Each line holding the string "filter" is to be copied from the data.

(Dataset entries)
※ ※ ※

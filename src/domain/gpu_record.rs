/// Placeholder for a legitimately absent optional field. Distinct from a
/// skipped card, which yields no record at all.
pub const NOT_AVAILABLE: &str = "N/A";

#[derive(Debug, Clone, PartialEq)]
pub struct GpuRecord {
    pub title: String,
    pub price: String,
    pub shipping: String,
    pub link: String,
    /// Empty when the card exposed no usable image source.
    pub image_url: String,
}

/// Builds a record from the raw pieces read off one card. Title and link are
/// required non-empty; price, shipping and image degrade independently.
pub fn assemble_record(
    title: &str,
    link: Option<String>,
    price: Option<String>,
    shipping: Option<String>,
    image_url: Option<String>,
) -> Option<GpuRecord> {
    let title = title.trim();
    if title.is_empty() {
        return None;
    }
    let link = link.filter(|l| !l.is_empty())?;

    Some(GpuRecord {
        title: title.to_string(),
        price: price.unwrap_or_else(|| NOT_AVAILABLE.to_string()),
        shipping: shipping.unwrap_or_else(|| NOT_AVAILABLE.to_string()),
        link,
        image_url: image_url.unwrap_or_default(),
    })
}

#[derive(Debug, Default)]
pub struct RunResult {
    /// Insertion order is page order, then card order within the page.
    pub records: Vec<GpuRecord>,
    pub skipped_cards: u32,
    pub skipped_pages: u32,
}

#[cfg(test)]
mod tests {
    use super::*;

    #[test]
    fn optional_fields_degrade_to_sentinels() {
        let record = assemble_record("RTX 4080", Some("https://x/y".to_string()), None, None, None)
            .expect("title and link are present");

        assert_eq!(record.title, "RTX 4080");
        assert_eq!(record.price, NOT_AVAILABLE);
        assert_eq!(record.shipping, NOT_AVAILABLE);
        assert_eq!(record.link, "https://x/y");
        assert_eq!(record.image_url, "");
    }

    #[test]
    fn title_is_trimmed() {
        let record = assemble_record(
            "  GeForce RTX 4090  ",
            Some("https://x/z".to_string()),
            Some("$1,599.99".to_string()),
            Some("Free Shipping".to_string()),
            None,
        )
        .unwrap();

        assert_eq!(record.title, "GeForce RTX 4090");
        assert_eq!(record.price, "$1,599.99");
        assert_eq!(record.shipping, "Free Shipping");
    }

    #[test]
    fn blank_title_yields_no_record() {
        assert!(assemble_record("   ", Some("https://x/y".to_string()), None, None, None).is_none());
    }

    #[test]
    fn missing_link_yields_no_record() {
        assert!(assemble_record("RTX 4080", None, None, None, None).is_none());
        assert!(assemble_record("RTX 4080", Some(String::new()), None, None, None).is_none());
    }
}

※ ※ ※

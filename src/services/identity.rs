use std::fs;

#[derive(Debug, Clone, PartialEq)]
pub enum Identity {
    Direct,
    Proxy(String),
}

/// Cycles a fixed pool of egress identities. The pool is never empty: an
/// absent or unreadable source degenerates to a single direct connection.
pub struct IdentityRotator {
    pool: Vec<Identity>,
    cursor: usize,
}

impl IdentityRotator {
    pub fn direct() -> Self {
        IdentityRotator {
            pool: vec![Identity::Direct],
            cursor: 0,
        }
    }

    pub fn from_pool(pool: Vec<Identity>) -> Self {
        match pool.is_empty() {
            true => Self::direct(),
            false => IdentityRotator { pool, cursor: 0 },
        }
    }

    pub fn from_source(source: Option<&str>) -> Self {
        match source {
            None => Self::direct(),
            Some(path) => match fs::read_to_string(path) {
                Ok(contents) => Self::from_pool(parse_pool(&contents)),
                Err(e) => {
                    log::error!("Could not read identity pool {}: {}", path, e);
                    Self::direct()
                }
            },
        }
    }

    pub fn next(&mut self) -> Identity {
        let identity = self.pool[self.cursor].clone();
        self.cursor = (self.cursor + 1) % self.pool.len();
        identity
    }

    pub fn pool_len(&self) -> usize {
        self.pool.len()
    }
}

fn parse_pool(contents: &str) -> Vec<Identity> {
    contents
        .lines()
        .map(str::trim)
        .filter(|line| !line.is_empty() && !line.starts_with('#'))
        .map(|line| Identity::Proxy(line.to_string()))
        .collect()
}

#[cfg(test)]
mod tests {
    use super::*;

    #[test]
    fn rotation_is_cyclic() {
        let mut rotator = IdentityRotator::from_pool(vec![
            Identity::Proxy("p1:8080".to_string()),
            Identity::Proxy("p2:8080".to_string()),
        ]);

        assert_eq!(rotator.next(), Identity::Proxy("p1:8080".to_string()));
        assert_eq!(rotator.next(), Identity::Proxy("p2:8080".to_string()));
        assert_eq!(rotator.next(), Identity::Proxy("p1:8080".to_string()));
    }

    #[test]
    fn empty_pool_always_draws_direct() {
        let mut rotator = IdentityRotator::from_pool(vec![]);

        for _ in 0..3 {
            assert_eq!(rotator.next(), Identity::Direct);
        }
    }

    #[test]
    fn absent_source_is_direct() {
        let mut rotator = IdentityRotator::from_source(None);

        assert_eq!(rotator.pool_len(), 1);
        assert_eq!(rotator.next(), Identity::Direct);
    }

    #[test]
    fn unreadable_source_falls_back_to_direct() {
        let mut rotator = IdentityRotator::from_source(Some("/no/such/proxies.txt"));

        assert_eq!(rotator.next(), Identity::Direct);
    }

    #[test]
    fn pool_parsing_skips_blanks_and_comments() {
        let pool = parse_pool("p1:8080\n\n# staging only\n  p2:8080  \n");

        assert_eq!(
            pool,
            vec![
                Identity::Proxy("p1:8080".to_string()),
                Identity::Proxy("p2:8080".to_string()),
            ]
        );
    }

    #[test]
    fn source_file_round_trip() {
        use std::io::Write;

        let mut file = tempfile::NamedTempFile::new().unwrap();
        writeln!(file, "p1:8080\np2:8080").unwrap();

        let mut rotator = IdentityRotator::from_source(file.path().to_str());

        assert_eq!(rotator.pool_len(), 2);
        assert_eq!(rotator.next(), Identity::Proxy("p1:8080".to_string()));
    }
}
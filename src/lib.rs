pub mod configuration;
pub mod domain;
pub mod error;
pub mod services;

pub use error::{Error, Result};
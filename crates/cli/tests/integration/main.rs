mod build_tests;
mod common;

※ ※ ※

- OUTPUT FOR THIS EXERCISE -
    let link = link.filter(|l| !l.is_empty())?;
        .filter(|line| !line.is_empty() && !line.starts_with('#'))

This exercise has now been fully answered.